# Source data:
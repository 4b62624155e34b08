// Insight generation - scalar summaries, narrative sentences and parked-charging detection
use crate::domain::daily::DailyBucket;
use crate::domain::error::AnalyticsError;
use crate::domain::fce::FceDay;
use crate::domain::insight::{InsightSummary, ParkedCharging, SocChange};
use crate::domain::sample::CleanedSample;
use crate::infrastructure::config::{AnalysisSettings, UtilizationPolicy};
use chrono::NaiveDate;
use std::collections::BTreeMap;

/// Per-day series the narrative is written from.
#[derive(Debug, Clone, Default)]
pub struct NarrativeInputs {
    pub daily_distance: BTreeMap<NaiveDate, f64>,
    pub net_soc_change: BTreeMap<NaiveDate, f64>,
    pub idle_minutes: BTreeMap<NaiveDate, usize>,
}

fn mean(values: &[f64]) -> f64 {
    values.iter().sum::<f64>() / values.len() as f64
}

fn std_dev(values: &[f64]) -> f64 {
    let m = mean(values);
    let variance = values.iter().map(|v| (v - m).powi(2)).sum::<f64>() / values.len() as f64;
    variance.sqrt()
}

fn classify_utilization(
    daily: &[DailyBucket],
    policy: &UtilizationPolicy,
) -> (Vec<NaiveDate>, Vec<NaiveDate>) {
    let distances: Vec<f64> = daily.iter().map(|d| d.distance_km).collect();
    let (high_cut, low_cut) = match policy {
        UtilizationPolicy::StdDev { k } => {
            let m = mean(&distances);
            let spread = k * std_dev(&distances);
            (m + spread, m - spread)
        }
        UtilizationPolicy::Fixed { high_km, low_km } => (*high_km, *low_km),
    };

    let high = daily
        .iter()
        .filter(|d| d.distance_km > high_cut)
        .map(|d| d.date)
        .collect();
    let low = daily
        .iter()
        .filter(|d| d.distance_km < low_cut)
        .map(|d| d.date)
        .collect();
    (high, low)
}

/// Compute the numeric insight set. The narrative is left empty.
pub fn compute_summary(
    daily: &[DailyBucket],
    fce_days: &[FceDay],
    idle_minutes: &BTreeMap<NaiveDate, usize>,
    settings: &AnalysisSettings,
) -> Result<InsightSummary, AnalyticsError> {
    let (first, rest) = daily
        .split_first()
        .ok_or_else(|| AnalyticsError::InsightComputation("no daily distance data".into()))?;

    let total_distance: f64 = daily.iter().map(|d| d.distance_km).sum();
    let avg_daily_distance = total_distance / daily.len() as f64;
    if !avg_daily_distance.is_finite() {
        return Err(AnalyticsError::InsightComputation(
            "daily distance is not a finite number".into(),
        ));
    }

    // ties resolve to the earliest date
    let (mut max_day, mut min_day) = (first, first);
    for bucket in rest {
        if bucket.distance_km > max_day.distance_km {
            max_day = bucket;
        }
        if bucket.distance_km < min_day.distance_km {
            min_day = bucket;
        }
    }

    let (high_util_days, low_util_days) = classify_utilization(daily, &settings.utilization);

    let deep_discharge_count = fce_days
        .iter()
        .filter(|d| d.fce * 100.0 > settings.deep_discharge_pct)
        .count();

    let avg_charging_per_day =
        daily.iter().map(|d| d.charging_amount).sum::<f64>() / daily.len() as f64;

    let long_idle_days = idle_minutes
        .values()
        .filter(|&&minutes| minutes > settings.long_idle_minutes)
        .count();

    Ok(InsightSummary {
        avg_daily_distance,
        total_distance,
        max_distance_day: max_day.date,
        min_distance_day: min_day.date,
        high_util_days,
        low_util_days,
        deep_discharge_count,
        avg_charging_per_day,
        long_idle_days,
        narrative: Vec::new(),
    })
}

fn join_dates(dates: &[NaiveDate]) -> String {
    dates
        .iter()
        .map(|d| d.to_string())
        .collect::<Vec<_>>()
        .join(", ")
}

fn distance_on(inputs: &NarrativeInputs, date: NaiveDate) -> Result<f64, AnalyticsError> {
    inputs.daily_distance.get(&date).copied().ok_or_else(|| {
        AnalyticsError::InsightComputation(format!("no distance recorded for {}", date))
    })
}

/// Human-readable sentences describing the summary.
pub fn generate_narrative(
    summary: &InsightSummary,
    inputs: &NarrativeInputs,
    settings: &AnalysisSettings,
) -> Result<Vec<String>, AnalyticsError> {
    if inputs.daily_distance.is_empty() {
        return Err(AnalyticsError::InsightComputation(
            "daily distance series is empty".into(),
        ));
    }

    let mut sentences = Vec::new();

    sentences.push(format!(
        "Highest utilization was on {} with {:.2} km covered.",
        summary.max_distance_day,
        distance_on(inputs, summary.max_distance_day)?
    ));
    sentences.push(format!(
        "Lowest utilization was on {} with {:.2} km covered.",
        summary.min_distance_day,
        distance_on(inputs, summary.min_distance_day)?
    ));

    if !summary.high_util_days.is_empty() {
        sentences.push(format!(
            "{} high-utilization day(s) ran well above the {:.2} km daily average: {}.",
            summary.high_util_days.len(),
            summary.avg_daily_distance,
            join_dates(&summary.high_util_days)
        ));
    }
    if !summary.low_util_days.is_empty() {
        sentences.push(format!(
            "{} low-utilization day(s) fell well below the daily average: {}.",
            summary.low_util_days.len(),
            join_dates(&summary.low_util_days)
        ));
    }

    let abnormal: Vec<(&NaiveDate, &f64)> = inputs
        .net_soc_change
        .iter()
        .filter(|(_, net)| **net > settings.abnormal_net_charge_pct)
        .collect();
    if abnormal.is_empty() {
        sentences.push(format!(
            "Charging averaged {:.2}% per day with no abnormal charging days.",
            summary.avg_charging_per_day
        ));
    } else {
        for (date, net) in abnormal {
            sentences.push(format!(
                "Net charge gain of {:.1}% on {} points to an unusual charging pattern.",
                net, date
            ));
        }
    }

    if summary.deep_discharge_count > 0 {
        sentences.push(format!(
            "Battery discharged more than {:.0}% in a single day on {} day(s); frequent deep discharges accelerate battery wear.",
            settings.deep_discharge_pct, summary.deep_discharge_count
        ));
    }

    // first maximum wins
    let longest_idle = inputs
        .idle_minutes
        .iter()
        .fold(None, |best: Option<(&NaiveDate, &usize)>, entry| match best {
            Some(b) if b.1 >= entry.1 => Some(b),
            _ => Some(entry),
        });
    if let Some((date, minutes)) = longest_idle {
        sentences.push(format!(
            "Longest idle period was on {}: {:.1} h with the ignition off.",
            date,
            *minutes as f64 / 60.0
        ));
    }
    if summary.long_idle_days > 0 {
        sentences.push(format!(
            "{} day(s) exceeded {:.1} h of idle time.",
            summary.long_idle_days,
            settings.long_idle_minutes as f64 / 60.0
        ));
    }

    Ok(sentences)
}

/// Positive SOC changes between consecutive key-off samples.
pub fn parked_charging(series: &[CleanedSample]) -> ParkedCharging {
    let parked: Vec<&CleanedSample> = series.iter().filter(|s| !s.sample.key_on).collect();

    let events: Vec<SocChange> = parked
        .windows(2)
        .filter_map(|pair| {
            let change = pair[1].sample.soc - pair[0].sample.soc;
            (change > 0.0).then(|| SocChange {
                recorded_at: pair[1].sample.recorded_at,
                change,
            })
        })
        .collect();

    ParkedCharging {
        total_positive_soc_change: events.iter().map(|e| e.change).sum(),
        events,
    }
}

...

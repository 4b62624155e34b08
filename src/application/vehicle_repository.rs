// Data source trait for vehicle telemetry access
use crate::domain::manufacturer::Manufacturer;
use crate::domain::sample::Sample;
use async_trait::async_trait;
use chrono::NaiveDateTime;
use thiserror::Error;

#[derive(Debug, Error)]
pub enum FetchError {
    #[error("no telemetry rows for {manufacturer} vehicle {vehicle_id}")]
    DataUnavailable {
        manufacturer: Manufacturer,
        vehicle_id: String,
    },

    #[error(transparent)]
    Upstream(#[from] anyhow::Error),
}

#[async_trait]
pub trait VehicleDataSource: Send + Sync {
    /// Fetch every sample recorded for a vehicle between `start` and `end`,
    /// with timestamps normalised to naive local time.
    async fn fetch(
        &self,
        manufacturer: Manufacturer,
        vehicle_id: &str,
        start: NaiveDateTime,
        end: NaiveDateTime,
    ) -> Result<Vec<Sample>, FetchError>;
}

# What is needed:
Copy whichever lines of the records above contain the word "variance".

# Response to the exercise:
    let variance = values.iter().map(|v| (v - m).powi(2)).sum::<f64>() / values.len() as f64;
    variance.sqrt()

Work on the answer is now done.